Rex Murphy Point of View

December 3, 2009

When Jon Stewart, the bantam rooster of conventional wisdom, makes jokes about it, you know Climategate has reached critical mass. Said Stewart: "Poor Al Gore. Global warming completely debunked via the very Internet [he] invented."

Stewart was half-joking, but Climategate is no joke at all. The mass of e-mails from the Climate Research Unit of East Anglia University, let loose by a hacker or a whistleblower, pulls back the curtain on a scene of pettiness, turf-protection, manipulation, defiance of Freedom of Information, lost or destroyed data, and attempts to blacklist critics and skeptics of the global warming cause.

The CRU is not the only climate science advisory body, but it is one of the most influential, and feeds directly into the UN Panel on Climate Change.

Let's hear no more talk of "the science is settled", when it turns out some of the principal scientists behave as if they own the very question of global warming - when they seek to bar opposing research from "peer-reviewed journals”, to embargo journals they can't control, when they urge each other to delete damaging emails before Freedom of Information takes hold, when they talk of "hiding the decline”, when they actually speak of destroying the primary data, and when, now, we do learn that the primary data has been lost or destroyed.

They've "lost" the raw data on which all the models, all the computer generated forecasts; the graphs and projections, are based. You wouldn't accept that at a Grade 9 science fair.

CRU is not the universe of climate research, but it is the star. These emails demonstrate one thing beyond all else: that climate science and global warming advocacy have become so entwined, so meshed into a mutant creature, that separating alarmism from investigation, ideology from science, agenda from empirical study, is well nigh impossible. Climategate is evidence that the science has gone to bed with advocacy, and both have had a very good time: - that the neutrality, openness, and absolute disinterest that is the hallmark of all honest scientific endeavour has been abandoned to an atmosphere and a dynamic not superior to the partisan caterwauls of a sub-average Question Period.
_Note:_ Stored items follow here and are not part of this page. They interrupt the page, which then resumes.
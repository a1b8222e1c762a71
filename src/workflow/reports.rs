use chrono::Utc;
use tracing::info;

use crate::error::{AppError, AppResult};
use crate::ids::IdKind;
use crate::model::employee::Employee;
use crate::model::non_blank;
use crate::model::report::{Report, ReportLine, department_totals};
use crate::model::role::Actor;
use crate::store::{Collection, Store};

use super::newest_first;

/// Builds and stores a salary report over the given live employees.
/// Repeated ids are counted once.
pub fn generate(
    store: &Store,
    actor: &Actor,
    employee_ids: &[String],
    date: Option<String>,
) -> AppResult<Report> {
    actor.require_finance("generate reports")?;

    let mut ids: Vec<&str> = Vec::with_capacity(employee_ids.len());
    for id in employee_ids.iter().map(|id| id.trim()).filter(|id| !id.is_empty()) {
        if !ids.contains(&id) {
            ids.push(id);
        }
    }
    if ids.is_empty() {
        return Err(AppError::validation(
            "Please add at least one employee to the report",
        ));
    }

    let now = Utc::now();
    let report = store.transaction(|tx| -> AppResult<Report> {
        let employees: Vec<Employee> = tx.load_collection(Collection::Employees)?;
        let details = ids
            .iter()
            .map(|id| {
                employees
                    .iter()
                    .find(|e| e.id == *id)
                    .map(ReportLine::from)
                    .ok_or_else(|| AppError::not_found("Employee", id))
            })
            .collect::<AppResult<Vec<_>>>()?;

        let totals = department_totals(&details);
        let total_salary: f64 = totals.values().map(|t| t.total_salary).sum();

        let report = Report {
            report_no: tx.next_id(IdKind::Report)?,
            date: non_blank(date).or_else(|| Some(now.date_naive().to_string())),
            details,
            department_totals: totals,
            total_salary,
            generated_by: Some(actor.username.clone()),
            generated_at: Some(now),
            extra: Default::default(),
        };
        tx.append(Collection::Reports, report.clone())?;
        Ok(report)
    })?;

    info!(report_no = %report.report_no, employees = report.details.len(), actor = %actor, "Report generated");
    Ok(report)
}

pub fn list(store: &Store, actor: &Actor) -> AppResult<Vec<Report>> {
    actor.require_finance("view reports")?;
    let mut reports: Vec<Report> = store.load_collection(Collection::Reports)?;
    newest_first(&mut reports, |r| r.generated_at);
    Ok(reports)
}

pub fn get(store: &Store, actor: &Actor, report_no: &str) -> AppResult<Report> {
    actor.require_finance("view reports")?;
    let reports: Vec<Report> = store.load_collection(Collection::Reports)?;
    reports
        .into_iter()
        .find(|r| r.report_no == report_no)
        .ok_or_else(|| AppError::not_found("Report", report_no))
}

pub fn delete(store: &Store, actor: &Actor, report_no: &str) -> AppResult<Report> {
    actor.require_finance("delete reports")?;

    let removed = store.transaction(|tx| -> AppResult<Report> {
        let mut reports: Vec<Report> = tx.load_collection(Collection::Reports)?;
        let idx = reports
            .iter()
            .position(|r| r.report_no == report_no)
            .ok_or_else(|| AppError::not_found("Report", report_no))?;
        let removed = reports.remove(idx);
        tx.save_collection(Collection::Reports, &reports)?;
        Ok(removed)
    })?;

    info!(report_no, actor = %actor, "Report deleted");
    Ok(removed)
}
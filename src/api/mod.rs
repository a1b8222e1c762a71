pub mod attendance;
pub mod cheque;
pub mod employee;
pub mod leave_request;
pub mod overtime;
pub mod payroll;
pub mod report;
pub mod review;

use actix_web::{error::ErrorInternalServerError, web};
use serde::{Deserialize, Serialize};
use utoipa::{IntoParams, ToSchema};

use crate::error::AppResult;
use crate::store::Store;

/// Runs a store operation on the blocking pool; store calls do file I/O.
pub(crate) async fn with_store<T, F>(store: &web::Data<Store>, f: F) -> actix_web::Result<T>
where
    F: FnOnce(&Store) -> AppResult<T> + Send + 'static,
    T: Send + 'static,
{
    let store = store.clone();
    let result = web::block(move || f(&store)).await.map_err(|e| {
        tracing::error!(error = %e, "Store task failed");
        ErrorInternalServerError("Internal Server Error")
    })?;
    Ok(result?)
}

#[derive(Debug, Default, Deserialize, IntoParams, ToSchema)]
#[into_params(parameter_in = Query)]
pub struct PageQuery {
    #[schema(example = 1)]
    /// Pagination page number (start with 1)
    pub page: Option<u32>,
    #[schema(example = 20)]
    /// Items per page
    pub per_page: Option<u32>,
}

#[derive(Debug, Serialize)]
pub struct Paginated<T> {
    pub data: Vec<T>,
    pub page: u32,
    pub per_page: u32,
    pub total: usize,
}

pub(crate) fn paginate<T>(items: Vec<T>, page: Option<u32>, per_page: Option<u32>) -> Paginated<T> {
    let page = page.unwrap_or(1).max(1);
    let per_page = per_page.unwrap_or(20).clamp(1, 100);
    let total = items.len();
    let offset = ((page - 1) as usize).saturating_mul(per_page as usize);

    Paginated {
        data: items
            .into_iter()
            .skip(offset)
            .take(per_page as usize)
            .collect(),
        page,
        per_page,
        total,
    }
}

/// Optional body of approve/reject calls.
#[derive(Debug, Default, Deserialize, ToSchema)]
pub struct DecisionBody {
    #[schema(example = "Welcome aboard")]
    pub comments: Option<String>,
}

impl DecisionBody {
    pub(crate) fn comments(body: Option<web::Json<DecisionBody>>) -> Option<String> {
        body.and_then(|b| b.into_inner().comments)
    }
}

#[cfg(test)]
mod tests {
    use super::*;

    #[test]
    fn paginates_and_clamps() {
        let items: Vec<u32> = (1..=45).collect();

        let first = paginate(items.clone(), None, None);
        assert_eq!(first.data.len(), 20);
        assert_eq!(first.total, 45);

        let last = paginate(items.clone(), Some(3), Some(20));
        assert_eq!(last.data, vec![41, 42, 43, 44, 45]);

        let clamped = paginate(items, Some(0), Some(1000));
        assert_eq!(clamped.page, 1);
        assert_eq!(clamped.per_page, 100);
        assert_eq!(clamped.data.len(), 45);
    }
}
use chrono::{DateTime, NaiveDate, Utc};
use serde::{Deserialize, Serialize};
use serde_json::{Map, Value};

use crate::error::AppResult;
use crate::ids::IdKind;
use crate::model::employee::Employee;
use crate::notify::MailtoLink;
use crate::store::Collection;
use crate::validation::{self, Validate};
use crate::workflow::requests::ReviewableRequest;

use super::{RequestStatus, non_blank, opt_date, opt_text, text};

#[derive(Debug, Clone, Default, PartialEq, Serialize, Deserialize)]
#[serde(rename_all = "camelCase")]
pub struct LeaveRequest {
    #[serde(default)]
    pub id: String,
    /// Weak reference into the live employee collection.
    #[serde(default, deserialize_with = "text")]
    pub employee_id: String,
    #[serde(default, deserialize_with = "opt_text", skip_serializing_if = "Option::is_none")]
    pub employee_name: Option<String>,
    #[serde(default, deserialize_with = "opt_text", skip_serializing_if = "Option::is_none")]
    pub department: Option<String>,
    #[serde(default, deserialize_with = "opt_text", skip_serializing_if = "Option::is_none")]
    pub email: Option<String>,

    #[serde(default, deserialize_with = "opt_date")]
    pub start_date: Option<NaiveDate>,
    #[serde(default, deserialize_with = "opt_date")]
    pub end_date: Option<NaiveDate>,
    #[serde(default, deserialize_with = "text")]
    pub reason: String,

    #[serde(default)]
    pub status: RequestStatus,
    #[serde(default, skip_serializing_if = "Option::is_none")]
    pub submitted_date: Option<DateTime<Utc>>,
    #[serde(default, skip_serializing_if = "Option::is_none")]
    pub decision_date: Option<DateTime<Utc>>,
    #[serde(default, skip_serializing_if = "Option::is_none")]
    pub decided_by: Option<String>,
    #[serde(default, skip_serializing_if = "Option::is_none")]
    pub comments: Option<String>,

    #[serde(flatten)]
    pub extra: Map<String, Value>,
}

impl LeaveRequest {
    /// Calendar days covered, both ends included.
    pub fn days(&self) -> Option<i64> {
        let (start, end) = (self.start_date?, self.end_date?);
        Some((end - start).num_days() + 1)
    }
}

impl Validate for LeaveRequest {
    fn validate(&self) -> AppResult<()> {
        let start = self.start_date.map(|d| d.to_string());
        let end = self.end_date.map(|d| d.to_string());
        validation::require(&[
            ("employeeId", Some(self.employee_id.as_str())),
            ("startDate", start.as_deref()),
            ("endDate", end.as_deref()),
            ("reason", Some(self.reason.as_str())),
        ])?;

        if let (Some(start), Some(end)) = (self.start_date, self.end_date) {
            validation::check_date_range(start, end)?;
        }
        validation::check_email("email", self.email.as_deref())
    }
}

impl ReviewableRequest for LeaveRequest {
    const COLLECTION: Collection = Collection::LeaveRequests;
    const ID_KIND: IdKind = IdKind::LeaveRequest;
    const LABEL: &'static str = "Leave request";

    fn id(&self) -> &str {
        &self.id
    }

    fn employee_id(&self) -> &str {
        &self.employee_id
    }

    fn status(&self) -> RequestStatus {
        self.status
    }

    fn submitted_at(&self) -> Option<DateTime<Utc>> {
        self.submitted_date
    }

    fn decided_at(&self) -> Option<DateTime<Utc>> {
        self.decision_date
    }

    fn open(&mut self, id: String, employee: &Employee, at: DateTime<Utc>) {
        self.id = id;
        self.employee_name = Some(employee.full_name());
        self.department = Some(employee.department.clone());
        self.email = non_blank(self.email.take()).or_else(|| employee.email.clone());
        self.reason = self.reason.trim().to_string();
        self.status = RequestStatus::Pending;
        self.submitted_date = Some(at);
        self.decision_date = None;
        self.decided_by = None;
        self.comments = None;
    }

    fn close(
        &mut self,
        status: RequestStatus,
        decided_by: &str,
        comments: Option<String>,
        at: DateTime<Utc>,
    ) {
        self.status = status;
        self.decision_date = Some(at);
        self.decided_by = Some(decided_by.to_string());
        self.comments = comments;
    }

    fn decision_notice(&self) -> Option<MailtoLink> {
        let (start, end) = (self.start_date?, self.end_date?);
        MailtoLink::to_address(
            self.email.as_deref(),
            format!("Leave Request {}", self.status),
            format!(
                "Your leave request from {} to {} has been {}.",
                start,
                end,
                self.status.to_string().to_lowercase()
            ),
        )
    }
}

#[cfg(test)]
mod tests {
    use super::*;
    use crate::error::AppError;
    use serde_json::json;

    fn request(start: &str, end: &str) -> LeaveRequest {
        serde_json::from_value(json!({
            "employeeId": "EMP1001",
            "startDate": start,
            "endDate": end,
            "reason": "Family visit"
        }))
        .unwrap()
    }

    #[test]
    fn empty_dates_are_reported_missing() {
        let leave = request("", "2026-02-03");
        match leave.validate() {
            Err(AppError::Validation(msg)) => assert_eq!(msg, "Missing required fields: startDate"),
            other => panic!("unexpected {other:?}"),
        }
    }

    #[test]
    fn start_after_end_is_rejected() {
        assert!(request("2026-02-05", "2026-02-03").validate().is_err());
        assert!(request("2026-02-03", "2026-02-05").validate().is_ok());
    }

    #[test]
    fn counts_days_inclusively() {
        assert_eq!(request("2026-02-03", "2026-02-05").days(), Some(3));
    }

    #[test]
    fn notice_reads_like_a_sentence() {
        let mut leave = request("2026-02-03", "2026-02-05");
        leave.email = Some("ada@example.com".into());
        leave.status = RequestStatus::Approved;

        let notice = leave.decision_notice().unwrap();
        assert_eq!(notice.subject, "Leave Request APPROVED");
        assert_eq!(
            notice.body,
            "Your leave request from 2026-02-03 to 2026-02-05 has been approved."
        );
    }

    #[test]
    fn serializes_with_stored_field_names() {
        let leave = request("2026-02-03", "2026-02-05");
        let out = serde_json::to_value(&leave).unwrap();
        assert_eq!(out["startDate"], json!("2026-02-03"));
        assert_eq!(out["status"], json!("PENDING"));
    }
}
Climate science has been shown to be - in part - a sub-branch of climate politics.

It is a situation intolerable even to serious minds who are onside with global warming, such as Clive Crook, who wrote in The Atlantic magazine about this scandal as follows: "The stink of intellectual corruption is overpowering”.

Climate science needs its own reset button. And Climategate should be seen, not primarily as a setback, but as an opportunity to cleanse scientific method. To take science away from politics, good causes, and alarmists, and vest climate science in bodies of guaranteed neutrality, openness, real and vigorous debate. And away from the lobbyists, the NGOs, the advocates, the Gores and professional environmentalists of all kind. Too many of the current leadership on global warming are more players than observers, gatekeepers, not investigators, angry partisans of some global reengineering rather than the humble servants of the "facts of the case”.
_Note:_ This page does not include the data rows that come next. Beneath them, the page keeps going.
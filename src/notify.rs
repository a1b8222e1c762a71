//! Email notifications are handed to the client's mail handler as a
//! `mailto:` link. There is no delivery confirmation.

use serde::Serialize;
use utoipa::ToSchema;

#[derive(Debug, Clone, PartialEq, Eq, Serialize, ToSchema)]
pub struct MailtoLink {
    pub to: String,
    pub subject: String,
    pub body: String,
    /// Ready-to-open `mailto:` URL.
    pub href: String,
}

impl MailtoLink {
    pub fn new(to: impl Into<String>, subject: impl Into<String>, body: impl Into<String>) -> Self {
        let to = to.into();
        let subject = subject.into();
        let body = body.into();
        let href = format!(
            "mailto:{}?subject={}&body={}",
            to,
            encode_component(&subject),
            encode_component(&body)
        );
        Self {
            to,
            subject,
            body,
            href,
        }
    }

    /// `None` when there is no usable address on file.
    pub fn to_address(
        to: Option<&str>,
        subject: impl Into<String>,
        body: impl Into<String>,
    ) -> Option<Self> {
        let to = to.map(str::trim).filter(|t| !t.is_empty())?;
        Some(Self::new(to, subject, body))
    }
}

/// Percent-encodes everything except `A-Z a-z 0-9 - _ . ! ~ * ' ( )`, the
/// same set browsers leave alone in `encodeURIComponent`.
pub fn encode_component(input: &str) -> String {
    let mut out = String::with_capacity(input.len());
    for byte in input.bytes() {
        match byte {
            b'A'..=b'Z'
            | b'a'..=b'z'
            | b'0'..=b'9'
            | b'-'
            | b'_'
            | b'.'
            | b'!'
            | b'~'
            | b'*'
            | b'\''
            | b'('
            | b')' => out.push(byte as char),
            other => out.push_str(&format!("%{other:02X}")),
        }
    }
    out
}
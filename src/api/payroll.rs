use actix_web::{HttpResponse, Responder, web};
use serde::Deserialize;
use serde_json::json;
use utoipa::{IntoParams, ToSchema};

use crate::api::with_store;
use crate::auth::session::AuthUser;
use crate::model::payroll::PayrollSummary;
use crate::store::Store;
use crate::workflow::finance::{self, PaymentInput};

#[derive(Debug, Deserialize, ToSchema)]
#[serde(rename_all = "camelCase")]
pub struct PayrollRequest {
    #[schema(example = "EMP1001")]
    pub employee_id: String,
    /// Hours worked in the period. Defaults to the hours accumulated
    /// through attendance.
    #[schema(example = 44.0)]
    pub total_hours: Option<f64>,
    /// Overtime reported for the period. Shown with the summary; pay is
    /// priced from `totalHours` alone.
    #[schema(example = 0.0)]
    #[serde(default)]
    pub overtime_hours: f64,
}

#[derive(Debug, Deserialize, IntoParams, ToSchema)]
#[into_params(parameter_in = Query)]
pub struct PaymentQuery {
    #[schema(example = "EMP1001")]
    /// Filter by employee ID
    pub employee_id: Option<String>,
}

/* =========================
Payroll summary (Accountant/Manager/Admin)
========================= */
#[utoipa::path(
    post,
    path = "/api/payroll/summary",
    request_body = PayrollRequest,
    responses(
        (status = 200, description = "Pay breakdown for the employee", body = PayrollSummary),
        (status = 403, description = "Forbidden", body = Object),
        (status = 404, description = "Employee not found", body = Object),
        (status = 401, description = "Unauthorized")
    ),
    security(
        ("session_role" = [])
    ),
    tag = "Payroll"
)]
pub async fn payroll_summary(
    auth: AuthUser,
    store: web::Data<Store>,
    payload: web::Json<PayrollRequest>,
) -> actix_web::Result<impl Responder> {
    let actor = auth.actor();
    let PayrollRequest {
        employee_id,
        total_hours,
        overtime_hours,
    } = payload.into_inner();

    let summary = with_store(&store, move |s| {
        finance::payroll_summary(s, &actor, &employee_id, total_hours, overtime_hours)
    })
    .await?;
    Ok(HttpResponse::Ok().json(summary))
}

/* =========================
Payments (Accountant/Manager/Admin)
========================= */
#[utoipa::path(
    post,
    path = "/api/payroll/payments",
    request_body = PaymentInput,
    responses(
        (status = 201, description = "Payment recorded; includes a mailto link for the employee", body = Object, example = json!({
            "message": "Payment recorded",
            "payment": {"id": "PAY1001", "employeeId": "EMP1001", "amount": "1500", "scopeOfWork": "Website audit"},
            "notification": {"to": "ada@example.com", "subject": "Payment Notification"}
        })),
        (status = 400, description = "Missing or invalid fields", body = Object),
        (status = 403, description = "Forbidden", body = Object),
        (status = 404, description = "Employee not found", body = Object),
        (status = 401, description = "Unauthorized")
    ),
    security(
        ("session_role" = [])
    ),
    tag = "Payroll"
)]
pub async fn create_payment(
    auth: AuthUser,
    store: web::Data<Store>,
    payload: web::Json<PaymentInput>,
) -> actix_web::Result<impl Responder> {
    let actor = auth.actor();
    let input = payload.into_inner();
    let paid = with_store(&store, move |s| finance::record_payment(s, &actor, input)).await?;

    Ok(HttpResponse::Created().json(json!({
        "message": "Payment recorded",
        "payment": paid.record,
        "notification": paid.notification
    })))
}

#[utoipa::path(
    get,
    path = "/api/payroll/payments",
    params(PaymentQuery),
    responses(
        (status = 200, description = "Payments, newest first", body = Object),
        (status = 403, description = "Forbidden", body = Object),
        (status = 401, description = "Unauthorized")
    ),
    security(
        ("session_role" = [])
    ),
    tag = "Payroll"
)]
pub async fn list_payments(
    auth: AuthUser,
    store: web::Data<Store>,
    query: web::Query<PaymentQuery>,
) -> actix_web::Result<impl Responder> {
    let actor = auth.actor();
    let employee_id = query.into_inner().employee_id;
    let payments = with_store(&store, move |s| {
        finance::list_payments(s, &actor, employee_id.as_deref())
    })
    .await?;
    Ok(HttpResponse::Ok().json(payments))
}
Read the emails. You'll never think of climate “science” quite the same way again.

For the National, I'm Rex Murphy.

Read more about two of Rex's favourite sources on climate change

I've been following the great Climategate controversy, and it presents an opportunity to salute the leadership of two Canadians in this tempestuous arena.

Steve McIntyre and Ross McKitrick may turn out to be something of reluctant heroes in the global warming story. They’ve been doing the backstop work amid the hurricane of scare stories and over-hyped speculation that marks this whole debate.
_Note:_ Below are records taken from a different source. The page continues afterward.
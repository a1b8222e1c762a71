//! Human-readable identity generation (`EMP1001`, `LR1001`, ...).
//!
//! Each kind owns one counter key inside the store. A counter is bumped in
//! the same transaction that writes the record it names, so an id is either
//! persisted together with its record or not handed out at all.

use serde_json::Value;
use strum_macros::{Display, EnumIter};

use crate::store::{StoreError, Transaction};

pub const ID_SEED: u64 = 1000;

#[derive(Debug, Clone, Copy, PartialEq, Eq, Hash, Display, EnumIter)]
pub enum IdKind {
    Employee,
    LeaveRequest,
    OvertimeRequest,
    Cheque,
    Report,
    Payment,
}

impl IdKind {
    pub fn prefix(self) -> &'static str {
        match self {
            IdKind::Employee => "EMP",
            IdKind::LeaveRequest => "LR",
            IdKind::OvertimeRequest => "OT",
            IdKind::Cheque => "CHQ",
            IdKind::Report => "RPT",
            IdKind::Payment => "PAY",
        }
    }

    pub fn counter_key(self) -> &'static str {
        match self {
            IdKind::Employee => "lastEmployeeId",
            IdKind::LeaveRequest => "lastLeaveRequestId",
            IdKind::OvertimeRequest => "lastOvertimeRequestId",
            IdKind::Cheque => "lastChequeNo",
            IdKind::Report => "lastReportNo",
            IdKind::Payment => "lastPaymentNo",
        }
    }

    /// Numeric part of an id of this kind, if it has the right prefix.
    pub fn sequence_of(self, id: &str) -> Option<u64> {
        id.strip_prefix(self.prefix())?.parse().ok()
    }
}

pub(crate) fn next_id(tx: &mut Transaction, kind: IdKind) -> Result<String, StoreError> {
    let key = kind.counter_key();
    let corrupt = |reason: &str| StoreError::Corrupt {
        key: key.to_string(),
        reason: reason.to_string(),
    };

    let last = match tx.raw(key) {
        None | Some(Value::Null) => ID_SEED,
        Some(Value::String(text)) => text
            .trim()
            .parse::<u64>()
            .map_err(|_| corrupt("counter is not a number"))?,
        Some(Value::Number(n)) => n.as_u64().ok_or_else(|| corrupt("counter is negative"))?,
        Some(_) => return Err(corrupt("counter is not a number")),
    };

    let next = last
        .checked_add(1)
        .ok_or_else(|| corrupt("counter overflow"))?;

    // stored as text, matching how the counters were always kept
    tx.set_raw(key, Value::String(next.to_string()));

    Ok(format!("{}{}", kind.prefix(), next))
}
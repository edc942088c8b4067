use chrono::{DateTime, Utc};
use serde::{Deserialize, Serialize};

#[derive(Debug, Clone, PartialEq, Serialize, Deserialize)]
pub struct User {
    pub id: String,
    pub email: String,
    #[serde(default, skip_serializing_if = "Option::is_none")]
    pub first_name: Option<String>,
    #[serde(default, skip_serializing_if = "Option::is_none")]
    pub last_name: Option<String>,
    /// Identifier of the user at the external auth provider
    pub clerk_id: String,
    pub created_at: DateTime<Utc>,
    pub updated_at: DateTime<Utc>,
}

impl User {
    /// "First Last", whichever parts are set, or the e-mail address
    pub fn display_name(&self) -> String {
        let parts: Vec<&str> = [self.first_name.as_deref(), self.last_name.as_deref()]
            .into_iter()
            .flatten()
            .filter(|p| !p.is_empty())
            .collect();
        if parts.is_empty() {
            self.email.clone()
        } else {
            parts.join(" ")
        }
    }
}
McIntyre, in particular, through his blog Climate Audit, has been tireless in doing what all good, inquiring minds should do when investigating new terrain; asking for the data, checking others’ results, keeping up the intellectual standards of the quest.

For this, in the main, they have been scorned and put off by the global warming establishment, had their credentials questions, and their work mainly ignored.

There is no reason Steve McIntyre should not be at least as well known on the subject of global warming as David Suzuki, but it is one of the oddities of the global warming debate that only the leaders of the orthodoxy are household names. The tough questioners are outside the spotlight.

It was also this duo who unmasked the great hockey stick graph as being the product of inadequate or twisted data and removed it as the great logo of the global warming stampede.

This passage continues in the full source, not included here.